[Collected data]
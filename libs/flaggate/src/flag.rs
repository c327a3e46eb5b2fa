//! Feature flag definitions as published by the external registry.
//!
//! The library only ever reads these; the registry owns them.

use serde::{Deserialize, Serialize};
use std::collections::HashSet;
use std::fmt;
use std::str::FromStr;
use thiserror::Error;

/// A named, remotely configured gate
#[derive(Debug, Clone, PartialEq, Eq, Serialize, Deserialize)]
pub struct FeatureFlag {
    /// Flag key, e.g. `new-dashboard` or `reports.export`
    pub key: String,

    /// Definition version; bumps whenever the registry changes the flag
    pub version: u64,

    pub state: FlagState,

    /// Targeting rules in declared order. Order is part of the contract:
    /// the first matching rule decides.
    #[serde(default, skip_serializing_if = "Vec::is_empty")]
    pub rules: Vec<TargetingRule>,

    /// Seed for rollout bucketing instead of `version`, so a percentage can be
    /// edited without reshuffling cohorts
    #[serde(default, skip_serializing_if = "Option::is_none")]
    pub bucket_epoch: Option<u64>,
}

impl FeatureFlag {
    /// Seed fed into the rollout bucket hash
    #[must_use]
    pub fn bucket_seed(&self) -> u64 {
        self.bucket_epoch.unwrap_or(self.version)
    }

    /// Check structural invariants the evaluator relies on
    ///
    /// # Errors
    /// Returns `FlagDefinitionError` describing the first violation.
    pub fn validate(&self) -> Result<(), FlagDefinitionError> {
        if self.key.trim().is_empty() {
            return Err(FlagDefinitionError::EmptyKey);
        }

        if let FlagState::PercentageRollout { percentage } = self.state {
            check_percentage(&self.key, percentage)?;
        }

        let mut seen = HashSet::new();
        for rule in &self.rules {
            if rule.id.trim().is_empty() {
                return Err(FlagDefinitionError::EmptyRuleId(self.key.clone()));
            }
            if !seen.insert(rule.id.as_str()) {
                return Err(FlagDefinitionError::DuplicateRuleId {
                    flag: self.key.clone(),
                    rule: rule.id.clone(),
                });
            }
            rule.condition.validate(&self.key)?;
        }

        Ok(())
    }
}

fn check_percentage(flag: &str, percentage: u8) -> Result<(), FlagDefinitionError> {
    if percentage > 100 {
        return Err(FlagDefinitionError::PercentageOutOfRange {
            flag: flag.to_owned(),
            percentage,
        });
    }
    Ok(())
}

/// Why a flag definition was rejected
#[derive(Debug, Error, Clone, PartialEq, Eq)]
pub enum FlagDefinitionError {
    #[error("flag key must not be empty")]
    EmptyKey,

    #[error("flag '{flag}': rollout percentage {percentage} is above 100")]
    PercentageOutOfRange { flag: String, percentage: u8 },

    #[error("flag '{0}': rule id must not be empty")]
    EmptyRuleId(String),

    #[error("flag '{flag}': duplicate rule id '{rule}'")]
    DuplicateRuleId { flag: String, rule: String },

    #[error("flag '{flag}': {reason}")]
    InvalidCondition { flag: String, reason: String },
}

/// Lifecycle state of a flag
#[derive(Debug, Clone, Copy, PartialEq, Eq, Serialize, Deserialize)]
#[serde(tag = "kind", rename_all = "snake_case")]
pub enum FlagState {
    Enabled,
    Disabled,
    /// Admit the subjects whose bucket falls below `percentage`
    PercentageRollout { percentage: u8 },
    /// Decide by targeting rules; `fallthrough` applies when none match
    Targeted {
        #[serde(default, skip_serializing_if = "Option::is_none")]
        fallthrough: Option<Effect>,
    },
}

/// What a matching rule does
#[derive(Debug, Clone, Copy, Default, PartialEq, Eq, Hash, Serialize, Deserialize)]
#[serde(rename_all = "snake_case")]
pub enum Effect {
    #[default]
    Allow,
    Deny,
}

impl Effect {
    #[must_use]
    pub fn is_allow(self) -> bool {
        matches!(self, Effect::Allow)
    }
}

/// One targeting rule of a flag
#[derive(Debug, Clone, PartialEq, Eq, Serialize, Deserialize)]
pub struct TargetingRule {
    /// Stable identifier reported in decisions
    pub id: String,

    #[serde(default)]
    pub effect: Effect,

    #[serde(flatten)]
    pub condition: Condition,
}

/// Rule predicate, a tagged variant over rule kinds
#[derive(Debug, Clone, PartialEq, Eq, Serialize, Deserialize)]
#[serde(tag = "kind", rename_all = "snake_case")]
pub enum Condition {
    /// `(attribute, operator, value)` over the subject's claims
    Attribute {
        attribute: Attribute,
        operator: Operator,
        #[serde(default, skip_serializing_if = "RuleValue::is_empty")]
        value: RuleValue,
    },
    /// Subject's rollout bucket falls below `percentage`
    PercentageRollout { percentage: u8 },
    /// The subject's token enables the feature at `path`
    ClaimFeature { path: String },
    All { conditions: Vec<Condition> },
    Any { conditions: Vec<Condition> },
    Not { condition: Box<Condition> },
}

impl Condition {
    fn validate(&self, flag: &str) -> Result<(), FlagDefinitionError> {
        match self {
            Condition::Attribute {
                operator, value, ..
            } => {
                if operator.needs_value() && value.is_empty() {
                    return Err(FlagDefinitionError::InvalidCondition {
                        flag: flag.to_owned(),
                        reason: format!("operator '{operator}' requires a value"),
                    });
                }
                Ok(())
            }
            Condition::PercentageRollout { percentage } => check_percentage(flag, *percentage),
            Condition::ClaimFeature { path } => {
                if path.split('.').any(str::is_empty) {
                    return Err(FlagDefinitionError::InvalidCondition {
                        flag: flag.to_owned(),
                        reason: format!("invalid feature path '{path}'"),
                    });
                }
                Ok(())
            }
            Condition::All { conditions } | Condition::Any { conditions } => conditions
                .iter()
                .try_for_each(|condition| condition.validate(flag)),
            Condition::Not { condition } => condition.validate(flag),
        }
    }
}

/// Subject attribute a rule reads
#[derive(Debug, Clone, PartialEq, Eq, Hash, Serialize, Deserialize)]
#[serde(try_from = "String", into = "String")]
pub enum Attribute {
    Subject,
    Role,
    Tenant,
    /// Raw claim by name or dotted path, written `claim.<path>`
    Claim(String),
}

impl FromStr for Attribute {
    type Err = String;

    fn from_str(s: &str) -> Result<Self, Self::Err> {
        match s {
            "subject" => Ok(Attribute::Subject),
            "role" | "roles" => Ok(Attribute::Role),
            "tenant" => Ok(Attribute::Tenant),
            other => match other.strip_prefix("claim.") {
                Some(path) if !path.is_empty() => Ok(Attribute::Claim(path.to_owned())),
                _ => Err(format!(
                    "unknown attribute '{other}', expected subject, role, tenant or claim.<path>"
                )),
            },
        }
    }
}

impl TryFrom<String> for Attribute {
    type Error = String;

    fn try_from(value: String) -> Result<Self, Self::Error> {
        value.parse()
    }
}

impl From<Attribute> for String {
    fn from(value: Attribute) -> Self {
        value.to_string()
    }
}

impl fmt::Display for Attribute {
    fn fmt(&self, f: &mut fmt::Formatter<'_>) -> fmt::Result {
        match self {
            Attribute::Subject => f.write_str("subject"),
            Attribute::Role => f.write_str("role"),
            Attribute::Tenant => f.write_str("tenant"),
            Attribute::Claim(path) => write!(f, "claim.{path}"),
        }
    }
}

/// Comparison applied to an attribute's values
#[derive(Debug, Clone, Copy, PartialEq, Eq, Hash, Serialize, Deserialize)]
#[serde(rename_all = "snake_case")]
pub enum Operator {
    /// Any value equals; `*` matches any present value
    Equals,
    NotEquals,
    In,
    NotIn,
    StartsWith,
    EndsWith,
    Exists,
}

impl Operator {
    #[must_use]
    pub fn needs_value(self) -> bool {
        !matches!(self, Operator::Exists)
    }
}

impl fmt::Display for Operator {
    fn fmt(&self, f: &mut fmt::Formatter<'_>) -> fmt::Result {
        let s = match self {
            Operator::Equals => "equals",
            Operator::NotEquals => "not_equals",
            Operator::In => "in",
            Operator::NotIn => "not_in",
            Operator::StartsWith => "starts_with",
            Operator::EndsWith => "ends_with",
            Operator::Exists => "exists",
        };
        f.write_str(s)
    }
}

/// Comparison operand: one string or a list
#[derive(Debug, Clone, PartialEq, Eq, Serialize, Deserialize)]
#[serde(untagged)]
pub enum RuleValue {
    One(String),
    Many(Vec<String>),
}

impl Default for RuleValue {
    fn default() -> Self {
        RuleValue::Many(Vec::new())
    }
}

impl RuleValue {
    #[must_use]
    pub fn is_empty(&self) -> bool {
        match self {
            RuleValue::One(_) => false,
            RuleValue::Many(values) => values.is_empty(),
        }
    }

    /// Iterate the operand values
    #[must_use]
    pub fn iter(&self) -> impl Iterator<Item = &str> {
        let values: &[String] = match self {
            RuleValue::One(value) => std::slice::from_ref(value),
            RuleValue::Many(values) => values,
        };
        values.iter().map(String::as_str)
    }
}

Your task:
Restate word for word only the lines running from the beginning of the data to the line holding "use std::fmt;", both included.

Task output:
filename libs/flaggate/src/flag.rs
repository c327a3e46eb5b2fa
//! Feature flag definitions as published by the external registry.
//!
//! The library only ever reads these; the registry owns them.

use serde::{Deserialize, Serialize};
use std::collections::HashSet;
use std::fmt;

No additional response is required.